- EXERCISE DIRECTIONS -
Among the records below, find the lines containing "PartialEq" and state only how many there are.

*** INFORMATION

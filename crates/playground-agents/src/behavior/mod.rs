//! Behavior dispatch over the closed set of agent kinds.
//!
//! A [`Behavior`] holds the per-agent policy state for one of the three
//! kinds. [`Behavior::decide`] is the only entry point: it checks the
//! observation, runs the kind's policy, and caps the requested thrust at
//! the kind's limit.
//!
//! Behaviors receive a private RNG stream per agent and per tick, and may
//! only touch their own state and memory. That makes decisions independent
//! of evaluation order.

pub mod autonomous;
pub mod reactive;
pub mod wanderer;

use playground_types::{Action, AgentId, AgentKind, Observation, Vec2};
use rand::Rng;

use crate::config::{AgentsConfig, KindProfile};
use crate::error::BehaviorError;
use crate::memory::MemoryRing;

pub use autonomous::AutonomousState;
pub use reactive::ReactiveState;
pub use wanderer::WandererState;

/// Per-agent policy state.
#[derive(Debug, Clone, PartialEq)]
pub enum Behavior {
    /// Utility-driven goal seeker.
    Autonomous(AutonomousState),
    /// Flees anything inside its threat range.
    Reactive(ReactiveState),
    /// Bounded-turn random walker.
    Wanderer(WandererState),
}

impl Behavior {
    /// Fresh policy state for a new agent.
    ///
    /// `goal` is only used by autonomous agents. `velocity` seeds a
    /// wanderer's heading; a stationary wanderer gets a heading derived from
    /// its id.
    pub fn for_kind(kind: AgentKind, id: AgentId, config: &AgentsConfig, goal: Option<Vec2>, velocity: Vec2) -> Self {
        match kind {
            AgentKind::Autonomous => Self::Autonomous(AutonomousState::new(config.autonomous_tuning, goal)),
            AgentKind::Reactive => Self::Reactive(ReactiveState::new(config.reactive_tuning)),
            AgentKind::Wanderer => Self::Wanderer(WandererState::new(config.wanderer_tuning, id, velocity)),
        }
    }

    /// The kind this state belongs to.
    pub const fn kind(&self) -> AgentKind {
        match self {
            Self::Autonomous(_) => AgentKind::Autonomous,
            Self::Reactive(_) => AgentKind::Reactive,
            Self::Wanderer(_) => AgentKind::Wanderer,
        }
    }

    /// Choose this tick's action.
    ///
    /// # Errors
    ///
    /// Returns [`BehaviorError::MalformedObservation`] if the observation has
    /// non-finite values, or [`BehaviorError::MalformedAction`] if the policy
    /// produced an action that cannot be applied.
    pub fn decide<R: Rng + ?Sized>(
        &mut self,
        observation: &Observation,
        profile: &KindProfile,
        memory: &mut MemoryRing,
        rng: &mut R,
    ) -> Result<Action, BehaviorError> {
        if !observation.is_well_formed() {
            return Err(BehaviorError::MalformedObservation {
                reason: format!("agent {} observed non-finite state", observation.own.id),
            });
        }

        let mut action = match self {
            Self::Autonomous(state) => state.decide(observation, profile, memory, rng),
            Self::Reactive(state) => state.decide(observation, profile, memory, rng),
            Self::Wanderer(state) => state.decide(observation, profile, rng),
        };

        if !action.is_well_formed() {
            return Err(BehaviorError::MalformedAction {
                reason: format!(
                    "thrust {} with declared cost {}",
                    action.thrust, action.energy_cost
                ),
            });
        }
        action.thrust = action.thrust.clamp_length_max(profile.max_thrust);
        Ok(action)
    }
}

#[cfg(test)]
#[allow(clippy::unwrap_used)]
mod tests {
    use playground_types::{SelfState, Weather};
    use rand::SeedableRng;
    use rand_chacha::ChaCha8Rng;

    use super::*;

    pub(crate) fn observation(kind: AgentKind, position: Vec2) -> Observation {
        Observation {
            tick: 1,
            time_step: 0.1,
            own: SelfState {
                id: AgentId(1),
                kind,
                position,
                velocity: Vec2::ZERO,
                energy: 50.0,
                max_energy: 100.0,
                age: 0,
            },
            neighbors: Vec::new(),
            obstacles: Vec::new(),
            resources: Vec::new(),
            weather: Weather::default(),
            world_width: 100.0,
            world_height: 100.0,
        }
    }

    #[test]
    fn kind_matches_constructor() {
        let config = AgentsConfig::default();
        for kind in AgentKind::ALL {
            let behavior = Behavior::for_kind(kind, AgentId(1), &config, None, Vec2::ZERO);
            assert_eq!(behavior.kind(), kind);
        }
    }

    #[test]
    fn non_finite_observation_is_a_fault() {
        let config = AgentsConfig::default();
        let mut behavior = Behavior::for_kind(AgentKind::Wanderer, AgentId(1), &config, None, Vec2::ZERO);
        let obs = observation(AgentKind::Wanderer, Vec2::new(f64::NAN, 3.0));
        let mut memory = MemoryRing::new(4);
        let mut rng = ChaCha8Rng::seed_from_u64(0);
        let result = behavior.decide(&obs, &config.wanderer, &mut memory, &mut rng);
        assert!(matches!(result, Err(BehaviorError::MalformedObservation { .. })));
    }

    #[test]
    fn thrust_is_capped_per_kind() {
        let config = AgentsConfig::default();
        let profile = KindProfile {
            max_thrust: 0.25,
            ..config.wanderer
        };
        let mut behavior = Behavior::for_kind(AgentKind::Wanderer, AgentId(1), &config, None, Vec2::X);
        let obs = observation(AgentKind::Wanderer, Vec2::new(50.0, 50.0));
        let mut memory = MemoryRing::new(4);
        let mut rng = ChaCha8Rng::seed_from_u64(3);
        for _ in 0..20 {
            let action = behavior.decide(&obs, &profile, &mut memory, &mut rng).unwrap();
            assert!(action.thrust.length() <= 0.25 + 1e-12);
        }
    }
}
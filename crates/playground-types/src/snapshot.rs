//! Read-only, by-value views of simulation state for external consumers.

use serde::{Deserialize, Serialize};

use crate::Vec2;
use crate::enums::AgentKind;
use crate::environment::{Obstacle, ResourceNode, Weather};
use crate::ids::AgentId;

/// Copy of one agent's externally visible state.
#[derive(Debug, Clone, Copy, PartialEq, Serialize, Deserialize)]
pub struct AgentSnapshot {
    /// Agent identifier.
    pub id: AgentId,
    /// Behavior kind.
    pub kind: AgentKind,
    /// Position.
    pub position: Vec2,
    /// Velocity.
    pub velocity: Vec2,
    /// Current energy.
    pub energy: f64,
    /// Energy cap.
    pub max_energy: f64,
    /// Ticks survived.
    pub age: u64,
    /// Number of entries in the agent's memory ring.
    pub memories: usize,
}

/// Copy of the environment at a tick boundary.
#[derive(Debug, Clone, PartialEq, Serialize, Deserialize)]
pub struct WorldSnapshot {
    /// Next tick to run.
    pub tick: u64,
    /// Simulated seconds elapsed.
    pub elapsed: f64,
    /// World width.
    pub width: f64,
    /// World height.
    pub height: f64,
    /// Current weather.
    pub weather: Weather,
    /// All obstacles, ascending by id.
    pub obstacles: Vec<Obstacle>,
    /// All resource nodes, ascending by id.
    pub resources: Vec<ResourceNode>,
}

******
*** INFORMATION

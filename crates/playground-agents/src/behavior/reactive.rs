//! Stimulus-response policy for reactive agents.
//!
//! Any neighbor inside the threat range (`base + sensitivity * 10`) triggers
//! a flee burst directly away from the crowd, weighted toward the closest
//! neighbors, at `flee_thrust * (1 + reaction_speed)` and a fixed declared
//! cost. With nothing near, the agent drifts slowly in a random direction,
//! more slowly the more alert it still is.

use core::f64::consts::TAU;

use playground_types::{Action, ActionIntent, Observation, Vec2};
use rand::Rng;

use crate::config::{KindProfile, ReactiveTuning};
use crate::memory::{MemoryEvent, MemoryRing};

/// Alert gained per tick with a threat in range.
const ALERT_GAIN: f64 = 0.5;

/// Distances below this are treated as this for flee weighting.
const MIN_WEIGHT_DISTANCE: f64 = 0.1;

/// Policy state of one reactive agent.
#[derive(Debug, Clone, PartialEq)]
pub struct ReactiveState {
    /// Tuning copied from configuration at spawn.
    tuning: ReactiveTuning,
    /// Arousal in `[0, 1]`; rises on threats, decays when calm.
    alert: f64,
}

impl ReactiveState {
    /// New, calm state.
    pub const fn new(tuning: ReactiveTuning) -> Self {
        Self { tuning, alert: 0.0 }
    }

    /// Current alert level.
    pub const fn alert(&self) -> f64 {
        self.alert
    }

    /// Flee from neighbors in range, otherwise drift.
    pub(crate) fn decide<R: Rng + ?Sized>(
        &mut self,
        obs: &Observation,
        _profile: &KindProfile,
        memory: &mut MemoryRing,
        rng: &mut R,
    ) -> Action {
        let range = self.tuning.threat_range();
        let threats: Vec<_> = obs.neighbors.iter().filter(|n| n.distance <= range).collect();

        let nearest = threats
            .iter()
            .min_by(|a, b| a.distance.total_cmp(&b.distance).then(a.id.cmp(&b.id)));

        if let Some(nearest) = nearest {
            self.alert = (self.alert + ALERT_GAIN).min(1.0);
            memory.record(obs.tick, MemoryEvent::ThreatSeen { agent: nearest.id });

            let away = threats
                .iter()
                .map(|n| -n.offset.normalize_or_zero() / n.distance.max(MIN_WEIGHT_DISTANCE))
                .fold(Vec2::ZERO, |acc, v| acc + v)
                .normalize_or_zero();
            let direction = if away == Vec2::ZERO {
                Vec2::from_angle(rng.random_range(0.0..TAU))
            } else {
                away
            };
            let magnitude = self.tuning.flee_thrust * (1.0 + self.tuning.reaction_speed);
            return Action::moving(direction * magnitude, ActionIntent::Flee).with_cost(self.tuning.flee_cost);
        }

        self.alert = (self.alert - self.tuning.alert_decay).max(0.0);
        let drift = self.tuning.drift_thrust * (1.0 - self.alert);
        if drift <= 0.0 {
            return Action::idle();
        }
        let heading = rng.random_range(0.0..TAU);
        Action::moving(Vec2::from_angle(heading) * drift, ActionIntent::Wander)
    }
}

******

- RESULT OF THE TASK -
4